◆ Exercise details: Every line of the data must be retyped exactly as it stands.

◆ Data for this task:
***
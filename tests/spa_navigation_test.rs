//! End-to-end navigation flow over the application route table.
//!
//! Exercises the full path both ways: navigation intent -> URL string,
//! and incoming URL -> resolved route plus decoded query.

use proptest::prelude::*;
use relval_pages::{AppViews, NavigationTarget, QueryMap, Router, RouterError, app_router, query};
use rstest::rstest;
use serde_json::{Value, json};

fn views() -> AppViews<&'static str> {
	AppViews {
		home: "home-view",
		dashboard: "dashboard-view",
		tickets: "tickets-view",
		tickets_edit: "tickets-edit-view",
		relvals: "relvals-view",
		relvals_edit: "relvals-edit-view",
		relvals_edit_many: "relvals-edit-many-view",
	}
}

fn router() -> Router<&'static str> {
	app_router(views(), "")
}

#[test]
fn navigation_intent_round_trips_through_the_url() {
	let router = router();
	let target = NavigationTarget::new("relvals")
		.query_value("prepid", "*CMSSW_14_0*")
		.query_value("dataset", "/RelValZMM/std")
		.query_value("workflows", "139.001,139.002");

	let url = router.push(&target).unwrap();
	assert_eq!(
		url,
		"/relvals?prepid=*CMSSW_14_0*&dataset=/RelValZMM/std&workflows=139.001,139.002"
	);

	let resolved = router.resolve(&url).unwrap();
	assert_eq!(resolved.route.name(), "relvals");
	assert_eq!(*resolved.route.view(), "relvals-view");
	assert_eq!(resolved.query["prepid"], json!("*CMSSW_14_0*"));
	assert_eq!(resolved.query["dataset"], json!("/RelValZMM/std"));
	assert_eq!(resolved.query["workflows"], json!("139.001,139.002"));
}

#[rstest]
#[case(json!({"a": "x*y"}), "?a=x*y")]
#[case(json!({"a": "p/q"}), "?a=p/q")]
#[case(json!({"a": "x!"}), "?a=x!")]
#[case(json!({"a": "1,2"}), "?a=1,2")]
fn preserved_characters_stay_literal(#[case] query: Value, #[case] expected: &str) {
	let query = query.as_object().cloned().unwrap();
	assert_eq!(query::encode(&query), expected);
}

#[test]
fn empty_query_encodes_to_empty_string() {
	assert_eq!(query::encode(&QueryMap::new()), "");
	let url = router().url_for(&NavigationTarget::new("dashboard")).unwrap();
	assert_eq!(url, "/dashboard");
}

#[test]
fn edit_routes_win_over_their_prefix_routes() {
	let router = router();
	assert_eq!(router.resolve("/tickets/edit").unwrap().route.name(), "tickets_edit");
	assert_eq!(router.resolve("/tickets").unwrap().route.name(), "tickets");
	assert_eq!(
		router.resolve("/relvals/edit_many").unwrap().route.name(),
		"relvals_edit_many"
	);
}

#[test]
fn unknown_paths_resolve_to_a_not_found_value() {
	let err = router().resolve("/unknown").unwrap_err();
	assert_eq!(err, RouterError::NotFound("/unknown".to_string()));

	let router = app_router(views(), "").not_found("missing-view");
	assert_eq!(router.view("/unknown"), Some(&"missing-view"));
}

#[test]
fn base_prefix_applies_both_ways() {
	let router = app_router(views(), "/relval");

	let url = router
		.url_for(&NavigationTarget::new("tickets_edit").query_value("prepid", "hlt-2024"))
		.unwrap();
	assert_eq!(url, "/relval/tickets/edit?prepid=hlt-2024");

	let resolved = router.resolve(&url).unwrap();
	assert_eq!(resolved.route.name(), "tickets_edit");
	assert_eq!(resolved.query["prepid"], json!("hlt-2024"));
}

#[test]
fn exempted_characters_appear_literally_in_the_intermediate_string() {
	let mut map = QueryMap::new();
	map.insert("expr".to_string(), json!("a*/b!,c d"));
	let encoded = query::encode(&map);

	// The four exemptions stay raw; everything else still escapes.
	assert_eq!(encoded, "?expr=a*/b!,c%20d");
	assert!(!encoded.contains("%2A"));
	assert!(!encoded.contains("%2F"));
	assert!(!encoded.contains("%21"));
	assert!(!encoded.contains("%2C"));
}

#[test]
fn a_shared_url_reconstructs_the_same_navigation() {
	let router = router();
	let shared = "/relvals?prepid=*CMSSW_14_0*&filter%5Bmatrix%5D=upgrade";

	let resolved = router.resolve(shared).unwrap();
	let target = NavigationTarget::new(resolved.route.name()).with_query(resolved.query);

	assert_eq!(router.url_for(&target).unwrap(), shared);
}

#[test]
fn escaped_and_literal_input_forms_decode_identically() {
	let from_escaped = query::decode("?prepid=%2A2024%2A&dataset=%2FRelVal%2Fstd");
	let from_literal = query::decode("?prepid=*2024*&dataset=/RelVal/std");
	assert_eq!(from_escaped, from_literal);
}

fn query_value() -> impl Strategy<Value = Value> {
	let leaf = "[ -~]{0,12}".prop_map(Value::String);
	leaf.prop_recursive(3, 24, 4, |inner| {
		prop_oneof![
			prop::collection::vec(inner.clone(), 1..4).prop_map(Value::Array),
			prop::collection::btree_map("[a-z][a-z0-9_]{0,7}", inner, 1..4)
				.prop_map(|map| Value::Object(map.into_iter().collect())),
		]
	})
}

fn query_map() -> impl Strategy<Value = QueryMap> {
	prop::collection::btree_map("[a-z][a-z0-9_]{0,7}", query_value(), 0..4)
		.prop_map(|map| map.into_iter().collect())
}

proptest! {
	// Round-trip law over printable-ASCII values: decoding what encode
	// produced restores the mapping, exemptions included.
	#[test]
	fn decode_inverts_encode(query in query_map()) {
		let encoded = query::encode(&query);
		prop_assert_eq!(query::decode(&encoded), query);
	}

	// Arbitrary junk never panics the decoder.
	#[test]
	fn decode_never_panics(input in "[ -~]{0,64}") {
		let _ = query::decode(&input);
	}
}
***
◆ Finished task:
filename tests/spa_navigation_test.rs
//! End-to-end navigation flow over the application route table.
//!
//! Exercises the full path both ways: navigation intent -> URL string,
//! and incoming URL -> resolved route plus decoded query.

use proptest::prelude::*;
use relval_pages::{AppViews, NavigationTarget, QueryMap, Router, RouterError, app_router, query};
use rstest::rstest;
use serde_json::{Value, json};

fn views() -> AppViews<&'static str> {
	AppViews {
		home: "home-view",
		dashboard: "dashboard-view",
		tickets: "tickets-view",
		tickets_edit: "tickets-edit-view",
		relvals: "relvals-view",
		relvals_edit: "relvals-edit-view",
		relvals_edit_many: "relvals-edit-many-view",
	}
}

fn router() -> Router<&'static str> {
	app_router(views(), "")
}

#[test]
fn navigation_intent_round_trips_through_the_url() {
	let router = router();
	let target = NavigationTarget::new("relvals")
		.query_value("prepid", "*CMSSW_14_0*")
		.query_value("dataset", "/RelValZMM/std")
		.query_value("workflows", "139.001,139.002");

	let url = router.push(&target).unwrap();
	assert_eq!(
		url,
		"/relvals?prepid=*CMSSW_14_0*&dataset=/RelValZMM/std&workflows=139.001,139.002"
	);

	let resolved = router.resolve(&url).unwrap();
	assert_eq!(resolved.route.name(), "relvals");
	assert_eq!(*resolved.route.view(), "relvals-view");
	assert_eq!(resolved.query["prepid"], json!("*CMSSW_14_0*"));
	assert_eq!(resolved.query["dataset"], json!("/RelValZMM/std"));
	assert_eq!(resolved.query["workflows"], json!("139.001,139.002"));
}

#[rstest]
#[case(json!({"a": "x*y"}), "?a=x*y")]
#[case(json!({"a": "p/q"}), "?a=p/q")]
#[case(json!({"a": "x!"}), "?a=x!")]
#[case(json!({"a": "1,2"}), "?a=1,2")]
fn preserved_characters_stay_literal(#[case] query: Value, #[case] expected: &str) {
	let query = query.as_object().cloned().unwrap();
	assert_eq!(query::encode(&query), expected);
}

#[test]
fn empty_query_encodes_to_empty_string() {
	assert_eq!(query::encode(&QueryMap::new()), "");
	let url = router().url_for(&NavigationTarget::new("dashboard")).unwrap();
	assert_eq!(url, "/dashboard");
}

#[test]
fn edit_routes_win_over_their_prefix_routes() {
	let router = router();
	assert_eq!(router.resolve("/tickets/edit").unwrap().route.name(), "tickets_edit");
	assert_eq!(router.resolve("/tickets").unwrap().route.name(), "tickets");
	assert_eq!(
		router.resolve("/relvals/edit_many").unwrap().route.name(),
		"relvals_edit_many"
	);
}

#[test]
fn unknown_paths_resolve_to_a_not_found_value() {
	let err = router().resolve("/unknown").unwrap_err();
	assert_eq!(err, RouterError::NotFound("/unknown".to_string()));

	let router = app_router(views(), "").not_found("missing-view");
	assert_eq!(router.view("/unknown"), Some(&"missing-view"));
}

#[test]
fn base_prefix_applies_both_ways() {
	let router = app_router(views(), "/relval");

	let url = router
		.url_for(&NavigationTarget::new("tickets_edit").query_value("prepid", "hlt-2024"))
		.unwrap();
	assert_eq!(url, "/relval/tickets/edit?prepid=hlt-2024");

	let resolved = router.resolve(&url).unwrap();
	assert_eq!(resolved.route.name(), "tickets_edit");
	assert_eq!(resolved.query["prepid"], json!("hlt-2024"));
}

#[test]
fn exempted_characters_appear_literally_in_the_intermediate_string() {
	let mut map = QueryMap::new();
	map.insert("expr".to_string(), json!("a*/b!,c d"));
	let encoded = query::encode(&map);

	// The four exemptions stay raw; everything else still escapes.
	assert_eq!(encoded, "?expr=a*/b!,c%20d");
	assert!(!encoded.contains("%2A"));
	assert!(!encoded.contains("%2F"));
	assert!(!encoded.contains("%21"));
	assert!(!encoded.contains("%2C"));
}

#[test]
fn a_shared_url_reconstructs_the_same_navigation() {
	let router = router();
	let shared = "/relvals?prepid=*CMSSW_14_0*&filter%5Bmatrix%5D=upgrade";

	let resolved = router.resolve(shared).unwrap();
	let target = NavigationTarget::new(resolved.route.name()).with_query(resolved.query);

	assert_eq!(router.url_for(&target).unwrap(), shared);
}

#[test]
fn escaped_and_literal_input_forms_decode_identically() {
	let from_escaped = query::decode("?prepid=%2A2024%2A&dataset=%2FRelVal%2Fstd");
	let from_literal = query::decode("?prepid=*2024*&dataset=/RelVal/std");
	assert_eq!(from_escaped, from_literal);
}

fn query_value() -> impl Strategy<Value = Value> {
	let leaf = "[ -~]{0,12}".prop_map(Value::String);
	leaf.prop_recursive(3, 24, 4, |inner| {
		prop_oneof![
			prop::collection::vec(inner.clone(), 1..4).prop_map(Value::Array),
			prop::collection::btree_map("[a-z][a-z0-9_]{0,7}", inner, 1..4)
				.prop_map(|map| Value::Object(map.into_iter().collect())),
		]
	})
}

fn query_map() -> impl Strategy<Value = QueryMap> {
	prop::collection::btree_map("[a-z][a-z0-9_]{0,7}", query_value(), 0..4)
		.prop_map(|map| map.into_iter().collect())
}

proptest! {
	// Round-trip law over printable-ASCII values: decoding what encode
	// produced restores the mapping, exemptions included.
	#[test]
	fn decode_inverts_encode(query in query_map()) {
		let encoded = query::encode(&query);
		prop_assert_eq!(query::decode(&encoded), query);
	}

	// Arbitrary junk never panics the decoder.
	#[test]
	fn decode_never_panics(input in "[ -~]{0,64}") {
		let _ = query::decode(&input);
	}
}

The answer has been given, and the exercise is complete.